塾の講師をしていたころ、夏休みが終わってすぐに
私大文系受験クラスに入ってきた生徒がいた。
その頃、私のメインは高校受験で大学受験は担当講師が
臨時休みの時の代打ぐらい、彼女は英語だけしか受けてなかったから、
授業を受け持つことはなかった。
 
それでも一度だけ、自習室の担当の時に話したことがある。
「英語だけしか勉強してないんだね」
「志望校の青学英文科の受験科目は英語だけだし、他は受けないんで」
「併願とすべり止めとかは考えてないの」
「考えてないです。て言うか器用なことできないんですよ。
一つの事を集中してやるのは得意なんですけど、
いくつも並行してやることができないんです。
運動も100m走とかクロール25mとか得意なんですけど、
バスケみたいにドリブルしながら走るとかできなくて」
器用ではないってことだけど、よく言えば非常に
集中力が高いって事なのかな。
 
「青学ダメだったらどうするの」
「浪人って言うか、一度フリーターですかね。うち、それほど
裕福でもないんで、お金貯めて翌年受け直しです」
さらっと言ってのけたけど、それも結構大変だよ。
「それに私長期間頑張れないんですよ。本格的に受験勉強を
始めたのも9月からで。
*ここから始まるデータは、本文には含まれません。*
use std::sync::Arc;

use axum::{
    extract::{Extension, Path},
    http::StatusCode,
    response::IntoResponse,
    routing::{get, post},
    Json, Router,
};
use chrono::Utc;

use forgeerp_auth::Permission;
use forgeerp_core::AggregateId;
use forgeerp_inventory::{AdjustStock, CreateItem, InventoryCommand, InventoryItem, InventoryItemId};

use crate::app::{dto, errors};
use crate::app::routes::common::CmdAuth;
use crate::app::services::AppServices;

pub fn router() -> Router {
    Router::new()
        .route("/anomalies", get(get_inventory_anomalies))
        .route("/:id/insights", get(get_inventory_item_insights))
        .route("/items", post(create_item))
        .route("/items/:id/adjust", post(adjust_stock))
        .route("/items/:id", get(get_item))
}

pub async fn create_item(
    Extension(services): Extension<Arc<AppServices>>,
    Extension(tenant): Extension<crate::context::TenantContext>,
    Extension(principal): Extension<crate::context::PrincipalContext>,
    Json(body): Json<dto::CreateItemRequest>,
) -> axum::response::Response {
    let agg = AggregateId::new();
    let item_id = InventoryItemId::new(agg);

    let cmd = InventoryCommand::CreateItem(CreateItem {
        tenant_id: tenant.tenant_id(),
        item_id,
        name: body.name,
        occurred_at: Utc::now(),
    });

    let cmd_auth = CmdAuth {
        inner: cmd,
        required: vec![Permission::new("inventory.items.create")],
    };

    if let Err(e) = crate::authz::authorize_command(&tenant, &principal, &cmd_auth) {
        return errors::json_error(StatusCode::FORBIDDEN, "forbidden", e.to_string());
    }

    let committed = match services.dispatch::<InventoryItem>(
        tenant.tenant_id(),
        agg,
        "inventory.item",
        cmd_auth.inner,
        |_tenant_id, aggregate_id| InventoryItem::empty(InventoryItemId::new(aggregate_id)),
    ) {
        Ok(c) => c,
        Err(e) => return errors::dispatch_error_to_response(e),
    };

    (
        StatusCode::CREATED,
        Json(serde_json::json!({
            "id": agg.to_string(),
            "events_committed": committed.len(),
        })),
    )
        .into_response()
}

pub async fn adjust_stock(
    Extension(services): Extension<Arc<AppServices>>,
    Extension(tenant): Extension<crate::context::TenantContext>,
    Extension(principal): Extension<crate::context::PrincipalContext>,
    Path(id): Path<String>,
    Json(body): Json<dto::AdjustStockRequest>,
) -> axum::response::Response {
    let agg: AggregateId = match id.parse() {
        Ok(v) => v,
        Err(_) => return errors::json_error(StatusCode::BAD_REQUEST, "invalid_id", "invalid item id"),
    };

    let item_id = InventoryItemId::new(agg);

    let cmd = InventoryCommand::AdjustStock(AdjustStock {
        tenant_id: tenant.tenant_id(),
        item_id,
        delta: body.delta,
        occurred_at: Utc::now(),
    });

    let cmd_auth = CmdAuth {
        inner: cmd,
        required: vec![Permission::new("inventory.items.adjust")],
    };

    if let Err(e) = crate::authz::authorize_command(&tenant, &principal, &cmd_auth) {
        return errors::json_error(StatusCode::FORBIDDEN, "forbidden", e.to_string());
    }

    let committed = match services.dispatch::<InventoryItem>(
        tenant.tenant_id(),
        agg,
        "inventory.item",
        cmd_auth.inner,
        |_tenant_id, aggregate_id| InventoryItem::empty(InventoryItemId::new(aggregate_id)),
    ) {
        Ok(c) => c,
        Err(e) => return errors::dispatch_error_to_response(e),
    };

    (
        StatusCode::OK,
        Json(serde_json::json!({
            "id": agg.to_string(),
            "events_committed": committed.len(),
            "stream_version": committed.last().map(|e| e.sequence_number).unwrap_or(0),
        })),
    )
        .into_response()
}

pub async fn get_item(
    Extension(services): Extension<Arc<AppServices>>,
    Extension(tenant): Extension<crate::context::TenantContext>,
    Path(id): Path<String>,
) -> axum::response::Response {
    let agg: AggregateId = match id.parse() {
        Ok(v) => v,
        Err(_) => return errors::json_error(StatusCode::BAD_REQUEST, "invalid_id", "invalid item id"),
    };

    let item_id = InventoryItemId::new(agg);
    let rm = services.inventory_get(tenant.tenant_id(), &item_id);
    match rm {
        Some(rm) => (StatusCode::OK, Json(dto::inventory_to_json(rm))).into_response(),
        None => errors::json_error(StatusCode::NOT_FOUND, "not_found", "item not found"),
    }
}

pub async fn get_inventory_anomalies(
    Extension(services): Extension<Arc<AppServices>>,
    Extension(tenant): Extension<crate::context::TenantContext>,
) -> axum::response::Response {
    let tenant_id = tenant.tenant_id();
    let all = services.ai_sink().all();

    let mut anomalies: Vec<serde_json::Value> = Vec::new();
    for (t, r) in all {
        if t != tenant_id {
            continue;
        }
        if r.metadata.get("kind").and_then(|v| v.as_str()) != Some("inventory.anomaly_detection") {
            continue;
        }
        if let Some(arr) = r.metadata.get("anomalies").and_then(|v| v.as_array()) {
            anomalies.extend(arr.iter().cloned());
        }
    }

    (
        StatusCode::OK,
        Json(serde_json::json!({
            "kind": "insights",
            "insight_type": "inventory.anomalies",
            "count": anomalies.len(),
            "anomalies": anomalies,
        })),
    )
        .into_response()
}

pub async fn get_inventory_item_insights(
    Extension(services): Extension<Arc<AppServices>>,
    Extension(tenant): Extension<crate::context::TenantContext>,
    Path(id): Path<String>,
) -> axum::response::Response {
    let tenant_id = tenant.tenant_id();
    let agg: AggregateId = match id.parse() {
        Ok(v) => v,
        Err(_) => return errors::json_error(StatusCode::BAD_REQUEST, "invalid_id", "invalid inventory id"),
    };
    let item_id = agg.to_string();

    let all = services.ai_sink().all();
    let mut item_anomalies: Vec<serde_json::Value> = Vec::new();

    for (t, r) in all {
        if t != tenant_id {
            continue;
        }
        if r.metadata.get("kind").and_then(|v| v.as_str()) != Some("inventory.anomaly_detection") {
            continue;
        }
        if let Some(arr) = r.metadata.get("anomalies").and_then(|v| v.as_array()) {
            for a in arr {
                if a.get("item_id").and_then(|v| v.as_str()) == Some(item_id.as_str()) {
                    item_anomalies.push(a.clone());
                }
            }
        }
    }

    (
        StatusCode::OK,
        Json(serde_json::json!({
            "kind": "insights",
            "insight_type": "inventory.item",
            "item_id": item_id,
            "anomalies": item_anomalies,
        })),
    )
        .into_response()
}


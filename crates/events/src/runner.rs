//! Projection runner utilities (read model builders).
//!
//! Read models are **disposable**; events are the source of truth.
//! This module provides deterministic replay and cursor/version tracking
//! without making storage assumptions.

use forgeerp_core::TenantId;

use crate::{EventEnvelope, Projection};

/// Tracks projection progress for a single tenant.
#[derive(Debug, Copy, Clone, PartialEq, Eq)]
pub struct ProjectionCursor {
    tenant_id: TenantId,
    last_sequence_number: u64,
}

impl ProjectionCursor {
    pub fn tenant_id(&self) -> TenantId {
        self.tenant_id
    }

    pub fn last_sequence_number(&self) -> u64 {
        self.last_sequence_number
    }
}

#[derive(Debug, Clone, PartialEq, Eq)]
pub enum ProjectionError {
    TenantMismatch { expected: TenantId, found: TenantId },
    NonMonotonicSequence { last: u64, found: u64 },
}

/// Runs envelopes through a projection and tracks progress.
#[derive(Debug)]
pub struct ProjectionRunner<P>
where
    P: Projection,
{
    projection: P,
    cursor: Option<ProjectionCursor>,
}

impl<P> ProjectionRunner<P>
where
    P: Projection,
{
    pub fn new(projection: P) -> Self {
        Self {
            projection,
            cursor: None,
        }
    }

    /// Create a runner pinned to a specific tenant.
    ///
    /// This prevents accidentally starting a projection with an event from the
    /// wrong tenant.
    pub fn new_for_tenant(tenant_id: TenantId, projection: P) -> Self {
        Self {
            projection,
            cursor: Some(ProjectionCursor {
                tenant_id,
                last_sequence_number: 0,
            }),
        }
    }

    pub fn projection(&self) -> &P {
        &self.projection
    }

    pub fn projection_mut(&mut self) -> &mut P {
        &mut self.projection
    }

    pub fn into_projection(self) -> P {
        self.projection
    }

    /// Current cursor/version for this projection (if any envelopes were applied).
    pub fn cursor(&self) -> Option<ProjectionCursor> {
        self.cursor
    }

    /// Apply a single envelope, enforcing tenant consistency and monotonic sequencing.
    pub fn apply(&mut self, envelope: &EventEnvelope<P::Ev>) -> Result<(), ProjectionError> {
        let found_tenant = envelope.tenant_id();
        let found_seq = envelope.sequence_number();

        match self.cursor {
            None => {
                self.projection.apply(envelope);
                self.cursor = Some(ProjectionCursor {
                    tenant_id: found_tenant,
                    last_sequence_number: found_seq,
                });
                Ok(())
            }
            Some(mut c) => {
                if c.tenant_id != found_tenant {
                    return Err(ProjectionError::TenantMismatch {
                        expected: c.tenant_id,
                        found: found_tenant,
                    });
                }
                if found_seq <= c.last_sequence_number {
                    return Err(ProjectionError::NonMonotonicSequence {
                        last: c.last_sequence_number,
                        found: found_seq,
                    });
                }

                self.projection.apply(envelope);
                c.last_sequence_number = found_seq;
                self.cursor = Some(c);
                Ok(())
            }
        }
    }

    /// Apply many envelopes in order.
    pub fn run<'a>(
        &mut self,
        envelopes: impl IntoIterator<Item = &'a EventEnvelope<P::Ev>>,
    ) -> Result<(), ProjectionError>
    where
        P::Ev: 'a,
    {
        for env in envelopes {
            self.apply(env)?;
        }
        Ok(())
    }

    /// Rebuild a projection from scratch by replaying the full event history.
    ///
    /// The factory is used to create a fresh projection instance.
    pub fn rebuild_from_scratch<'a>(
        factory: impl FnOnce() -> P,
        envelopes: impl IntoIterator<Item = &'a EventEnvelope<P::Ev>>,
    ) -> Result<(P, Option<ProjectionCursor>), ProjectionError>
    where
        P::Ev: 'a,
    {
        let mut runner = ProjectionRunner::new(factory());
        runner.run(envelopes)?;
        Ok((runner.projection, runner.cursor))
    }
}


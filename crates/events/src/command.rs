use forgeerp_core::AggregateId;

/// A command targets a specific aggregate (command abstraction).
///
/// Commands represent **intent** - a request to perform an action on an aggregate.
/// They are **transient** (not persisted) and are transformed into events (which are persisted).
///
/// ## Command vs Event
///
/// - **Command**: Intent to do something (e.g., "Adjust stock by +10")
/// - **Event**: Fact that something happened (e.g., "StockAdjusted { delta: 10 }")
///
/// Commands are rejected if invalid (validation errors). Events represent accepted changes.
///
/// ## Aggregate Targeting
///
/// Commands must specify which aggregate they target via `target_aggregate_id()`. This enables:
/// - **Routing**: Infrastructure can route commands to the correct aggregate instance
/// - **Isolation**: Each command operates on one aggregate (transaction boundary)
/// - **Concurrency**: Different aggregates can process commands concurrently
///
/// ## Multi-Tenancy
///
/// Multi-tenancy is enforced at the **event level** (envelopes), not at the command level.
/// This keeps commands domain-focused (business logic) while infrastructure handles tenant
/// isolation (enforcement). The tenant context is provided by the infrastructure layer
/// (e.g., from JWT token in HTTP middleware) and attached to events during persistence.
///
/// ## Design Constraints
///
/// Commands must be:
/// - **Cloneable**: Commands may be copied for retries, logging, etc.
/// - **Send + Sync**: Commands cross thread boundaries (workers, async handlers)
/// - **'static**: Commands don't contain borrowed data (must own all data)
///
/// These constraints ensure commands can be safely stored, transmitted, and processed in
/// concurrent, distributed systems.
pub trait Command: Clone + core::fmt::Debug + Send + Sync + 'static {
    fn target_aggregate_id(&self) -> AggregateId;
}


use serde::{Deserialize, Serialize};
use serde_json::json;

use forgeerp_core::TenantId;

use crate::job::AiJob;
use crate::result::{AiError, AiResult};
use crate::scheduler::{InventoryItemSnapshot, InventorySnapshot};

/// Inventory anomaly detection output (AI insight).
///
/// This is an AI result payload, not a domain event.
#[derive(Debug, Clone, PartialEq, Serialize, Deserialize)]
pub struct AnomalyDetected {
    pub item_id: String,
    pub severity: f64,
    pub explanation: String,
}

/// Deterministic anomaly detection job for inventory stock movements.
///
/// Model:
/// - Convert quantity time-series into deltas.
/// - Compare the most recent delta against a rolling window of previous deltas.
/// - Flag if the z-score exceeds `z_threshold`.
#[derive(Debug, Clone)]
pub struct InventoryAnomalyJob {
    tenant_id: TenantId,
    input: InventorySnapshot,
    /// Rolling window size for baseline deltas (must be >= 2 to compute stddev).
    window: usize,
    /// Z-score threshold (e.g., 3.0).
    z_threshold: f64,
}

impl InventoryAnomalyJob {
    pub fn new(tenant_id: TenantId, input: InventorySnapshot) -> Self {
        Self {
            tenant_id,
            input,
            window: 10,
            z_threshold: 3.0,
        }
    }

    pub fn with_window(mut self, window: usize) -> Self {
        self.window = window;
        self
    }

    pub fn with_z_threshold(mut self, z_threshold: f64) -> Self {
        self.z_threshold = z_threshold;
        self
    }
}

impl AiJob for InventoryAnomalyJob {
    type Input = InventorySnapshot;

    fn tenant_id(&self) -> TenantId {
        self.tenant_id
    }

    fn input(&self) -> &Self::Input {
        &self.input
    }

    fn run(&self) -> Result<AiResult, AiError> {
        if self.input.tenant_id != self.tenant_id {
            return Err(AiError::InvalidInput(
                "tenant_id mismatch between job and snapshot".to_string(),
            ));
        }

        if self.window < 2 {
            return Err(AiError::InvalidInput(
                "window must be >= 2 to compute standard deviation".to_string(),
            ));
        }

        if !(self.z_threshold.is_finite() && self.z_threshold > 0.0) {
            return Err(AiError::InvalidInput(
                "z_threshold must be a finite positive number".to_string(),
            ));
        }

        let mut anomalies: Vec<AnomalyDetected> = Vec::new();

        for item in &self.input.items {
            if let Some(a) = detect_item_anomaly(item, self.window, self.z_threshold) {
                anomalies.push(a);
            }
        }

        // Emit a single AI result containing all anomalies for the tenant snapshot.
        // (Callers can fan this out if they want per-item messages.)
        let score = anomalies.len() as f64;
        let confidence = if anomalies.is_empty() { 1.0 } else { 0.8 };

        Ok(AiResult::new(score, confidence)
            .with_explanation(format!(
                "detected {} anomalous inventory movement(s) using rolling z-score (window={}, threshold={})",
                anomalies.len(),
                self.window,
                self.z_threshold
            ))
            .with_metadata(json!({
                "kind": "inventory.anomaly_detection",
                "tenant_id": self.tenant_id.to_string(),
                "window": self.window,
                "z_threshold": self.z_threshold,
                "anomalies": anomalies,
            })))
    }
}

fn detect_item_anomaly(
    item: &InventoryItemSnapshot,
    window: usize,
    z_threshold: f64,
) -> Option<AnomalyDetected> {
    // Need at least 3 points: 2 for deltas, and >=2 baseline deltas to compute stddev.
    // Baseline deltas count = window; total points needed = window + 2.
    if item.historical_trend.len() < window + 2 {
        return None;
    }

    // Build deltas.
    let mut deltas: Vec<f64> = Vec::with_capacity(item.historical_trend.len().saturating_sub(1));
    for i in 1..item.historical_trend.len() {
        let prev = item.historical_trend[i - 1] as f64;
        let cur = item.historical_trend[i] as f64;
        deltas.push(cur - prev);
    }

    // Last delta is what we evaluate.
    let last_delta = *deltas.last().unwrap_or(&0.0);

    // Rolling baseline: previous `window` deltas immediately preceding the last delta.
    let start = deltas.len().saturating_sub(window + 1);
    let end = deltas.len().saturating_sub(1);
    let baseline = &deltas[start..end];

    let mean = mean(baseline);
    let std = stddev_sample(baseline, mean);

    // If std is ~0, any deviation from mean is potentially anomalous, but we keep it conservative.
    if std <= f64::EPSILON {
        if (last_delta - mean).abs() > 0.0 {
            let explanation = format!(
                "item {} moved by {last_delta:.2} units; baseline movement is constant at {mean:.2} (std≈0)",
                item.item_id
            );
            return Some(AnomalyDetected {
                item_id: item.item_id.clone(),
                severity: 1.0,
                explanation,
            });
        }
        return None;
    }

    let z = (last_delta - mean) / std;
    let az = z.abs();

    if az < z_threshold {
        return None;
    }

    // Severity scales with how far beyond threshold we are (>= 1.0 means at threshold).
    let severity = az / z_threshold;
    let explanation = format!(
        "item {} moved by {last_delta:.2} units; baseline mean={mean:.2}, std={std:.2}, z={z:.2} (threshold={z_threshold:.2})",
        item.item_id
    );

    Some(AnomalyDetected {
        item_id: item.item_id.clone(),
        severity,
        explanation,
    })
}

fn mean(xs: &[f64]) -> f64 {
    if xs.is_empty() {
        return 0.0;
    }
    xs.iter().sum::<f64>() / (xs.len() as f64)
}

/// Sample standard deviation (n-1), deterministic.
fn stddev_sample(xs: &[f64], mean: f64) -> f64 {
    if xs.len() < 2 {
        return 0.0;
    }
    let var = xs
        .iter()
        .map(|x| {
            let d = x - mean;
            d * d
        })
        .sum::<f64>()
        / ((xs.len() - 1) as f64);
    var.sqrt()
}


use axum::http::StatusCode;
use axum::response::IntoResponse;
use serde_json::json;

use forgeerp_accounting::AccountKind;
use forgeerp_infra::command_dispatcher::DispatchError;

pub fn dispatch_error_to_response(err: DispatchError) -> axum::response::Response {
    match err {
        DispatchError::Concurrency(msg) => json_error(StatusCode::CONFLICT, "conflict", msg),
        DispatchError::Validation(msg) => json_error(StatusCode::BAD_REQUEST, "validation_error", msg),
        DispatchError::InvariantViolation(msg) => {
            json_error(StatusCode::PRECONDITION_FAILED, "precondition_failed", msg)
        }
        DispatchError::Unauthorized => json_error(StatusCode::FORBIDDEN, "forbidden", "forbidden"),
        DispatchError::NotFound => json_error(StatusCode::NOT_FOUND, "not_found", "not found"),
        DispatchError::Deserialize(msg) => {
            json_error(StatusCode::INTERNAL_SERVER_ERROR, "deserialize_error", msg)
        }
        DispatchError::Store(e) => json_error(
            StatusCode::INTERNAL_SERVER_ERROR,
            "store_error",
            format!("{e:?}"),
        ),
        DispatchError::Publish(msg) => json_error(StatusCode::BAD_GATEWAY, "publish_error", msg),
        DispatchError::TenantIsolation(msg) => json_error(StatusCode::FORBIDDEN, "tenant_isolation", msg),
    }
}

pub fn json_error(
    status: StatusCode,
    code: &'static str,
    message: impl Into<String>,
) -> axum::response::Response {
    (
        status,
        axum::Json(json!({
            "error": message.into(),
            "code": code,
            "status": status.as_u16(),
            "success": false,
        })),
    )
        .into_response()
}

pub fn parse_account_kind(s: &str) -> Result<AccountKind, axum::response::Response> {
    match s.to_lowercase().as_str() {
        "asset" => Ok(AccountKind::Asset),
        "liability" => Ok(AccountKind::Liability),
        "equity" => Ok(AccountKind::Equity),
        "revenue" => Ok(AccountKind::Revenue),
        "expense" => Ok(AccountKind::Expense),
        _ => Err(json_error(
            StatusCode::BAD_REQUEST,
            "invalid_account_kind",
            "kind must be one of: asset, liability, equity, revenue, expense",
        )),
    }
}


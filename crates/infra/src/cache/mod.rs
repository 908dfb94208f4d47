//! Tenant-prefixed cache, distributed lock, and sliding-window rate limiter.
//!
//! These three concerns share one module because they share one operational
//! profile: small, short-lived values, single round trip per call, and a
//! Redis-backed implementation alongside an in-memory one for tests/dev —
//! the same dual-implementation shape already used by the event store and
//! event bus in this crate.

mod in_memory;
#[cfg(feature = "redis")]
mod redis_backed;

pub use in_memory::{InMemoryCache, InMemoryDistributedLock, InMemoryRateLimiter};
#[cfg(feature = "redis")]
pub use redis_backed::{RedisCache, RedisDistributedLock, RedisRateLimiter};

use std::sync::Arc;
use std::time::Duration;

use thiserror::Error;

#[derive(Debug, Error)]
pub enum CacheError {
    #[error("cache backend unavailable: {0}")]
    Unavailable(String),
    #[error("value serialization failed: {0}")]
    Serialization(String),
}

/// Tenant-prefixed string/blob cache.
///
/// Callers are responsible for prefixing keys with the tenant database name
/// (e.g. `<tenantId>:entity:<aggregateId>`) — the cache itself is tenant-agnostic
/// so it can also serve the idempotency cache and session store, neither of
/// which are naturally tenant/aggregate keyed the same way read models are.
pub trait Cache: Send + Sync {
    fn get(&self, key: &str) -> Result<Option<Vec<u8>>, CacheError>;
    fn set(&self, key: &str, value: Vec<u8>, ttl: Duration) -> Result<(), CacheError>;
    fn delete(&self, key: &str) -> Result<(), CacheError>;

    /// Delete every key matching a glob pattern (e.g. `list:invoicing.invoice:<tenantId>:*`).
    ///
    /// Implementations MUST use a cursor scan rather than a blocking key-space
    /// scan, so a large cache never stalls the server on a pattern delete.
    /// Returns the number of keys removed.
    fn delete_pattern(&self, pattern: &str) -> Result<u64, CacheError>;
}

impl<C: Cache + ?Sized> Cache for Arc<C> {
    fn get(&self, key: &str) -> Result<Option<Vec<u8>>, CacheError> {
        (**self).get(key)
    }

    fn set(&self, key: &str, value: Vec<u8>, ttl: Duration) -> Result<(), CacheError> {
        (**self).set(key, value, ttl)
    }

    fn delete(&self, key: &str) -> Result<(), CacheError> {
        (**self).delete(key)
    }

    fn delete_pattern(&self, pattern: &str) -> Result<u64, CacheError> {
        (**self).delete_pattern(pattern)
    }
}

/// Set-if-absent lock with a TTL bound on how long a crashed holder can block others.
///
/// No fencing token is issued: critical sections guarded by this lock must stay
/// well under the TTL (see the `MergeParties` saga, the one user of this trait
/// in this codebase).
pub trait DistributedLock: Send + Sync {
    /// Attempt to acquire `key`. Returns `true` if the lock was acquired.
    fn try_lock(&self, key: &str, ttl: Duration) -> Result<bool, CacheError>;

    /// Unconditionally release `key`. Safe to call even if the lock already expired.
    fn unlock(&self, key: &str) -> Result<(), CacheError>;
}

impl<L: DistributedLock + ?Sized> DistributedLock for Arc<L> {
    fn try_lock(&self, key: &str, ttl: Duration) -> Result<bool, CacheError> {
        (**self).try_lock(key, ttl)
    }

    fn unlock(&self, key: &str) -> Result<(), CacheError> {
        (**self).unlock(key)
    }
}

/// Outcome of a rate-limiter check.
#[derive(Debug, Clone, Copy, PartialEq, Eq)]
pub enum RateLimitDecision {
    Allow,
    Deny,
}

impl RateLimitDecision {
    pub fn is_allowed(self) -> bool {
        matches!(self, RateLimitDecision::Allow)
    }
}

/// Sliding-window rate limiter keyed by an arbitrary identifier
/// (`"login:<tenantId>:<email>"`, `"api:<tenantId>:<principalId>"`, ...).
pub trait RateLimiter: Send + Sync {
    /// Record one call for `identifier` and report whether it is within `limit`
    /// calls per rolling `window`. Implementations perform the add/trim/count/
    /// expire sequence as a single round trip where the backend allows it.
    fn check(&self, identifier: &str, limit: u32, window: Duration) -> Result<RateLimitDecision, CacheError>;
}

impl<R: RateLimiter + ?Sized> RateLimiter for Arc<R> {
    fn check(&self, identifier: &str, limit: u32, window: Duration) -> Result<RateLimitDecision, CacheError> {
        (**self).check(identifier, limit, window)
    }
}
use forgeerp_core::TenantId;

use crate::job::AiJob;
use crate::result::{AiError, AiResult};

/// Tenant scope for execution.
///
/// - `Any`: run jobs for any tenant (useful for shared workers).
/// - `Tenant`: only accept jobs for the specified tenant (safe initialization / single-tenant worker).
#[derive(Debug, Copy, Clone, PartialEq, Eq)]
pub enum TenantScope {
    Any,
    Tenant(TenantId),
}

impl TenantScope {
    pub fn allows(&self, tenant_id: TenantId) -> bool {
        match self {
            TenantScope::Any => true,
            TenantScope::Tenant(t) => *t == tenant_id,
        }
    }
}

/// Scheduler/executor for AI jobs.
///
/// This is intentionally minimal and storage/runtime agnostic.
pub trait AiScheduler: Send + Sync + 'static {
    fn scope(&self) -> TenantScope;

    fn run<J: AiJob>(&self, job: J) -> Result<AiResult, AiError> {
        if !self.scope().allows(job.tenant_id()) {
            return Err(AiError::InvalidInput(
                "tenant scope violation (job tenant not allowed by scheduler)".to_string(),
            ));
        }
        job.run()
    }
}

/// Simple synchronous scheduler that runs jobs immediately in-process.
#[derive(Debug, Copy, Clone)]
pub struct LocalAiScheduler {
    scope: TenantScope,
}

impl LocalAiScheduler {
    pub fn new(scope: TenantScope) -> Self {
        Self { scope }
    }

    pub fn for_tenant(tenant_id: TenantId) -> Self {
        Self::new(TenantScope::Tenant(tenant_id))
    }
}

impl AiScheduler for LocalAiScheduler {
    fn scope(&self) -> TenantScope {
        self.scope
    }
}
半年ぐらいなら頑張れるかなと」
その時の実力がどのくらいかはわからなかったけど、
それだけプランがしっかりしてるんだったら、
何も言う必要はないよね。
 
半年後、彼女はハーゲンダッツのアイスクリームをもって
塾へ遊びに来た(3月の極寒の日にだよ)。
(ちょっと変わった子だったんだよね)
青学の合格報告に。
入塾した時に模試の英語の偏差値が56ぐらいだったから、
半年で10以上上がったことになる。
 
・人間は複数のことに精密に集中できない
・人の情熱は長期間続けることが難しい
 
ナポレオンやチェンドラーの戦略を彼女が知っていたのかは
わからない。
でも、自分の得意不得意をよく考えて練った計画が
見事に実を結んだんだろうね。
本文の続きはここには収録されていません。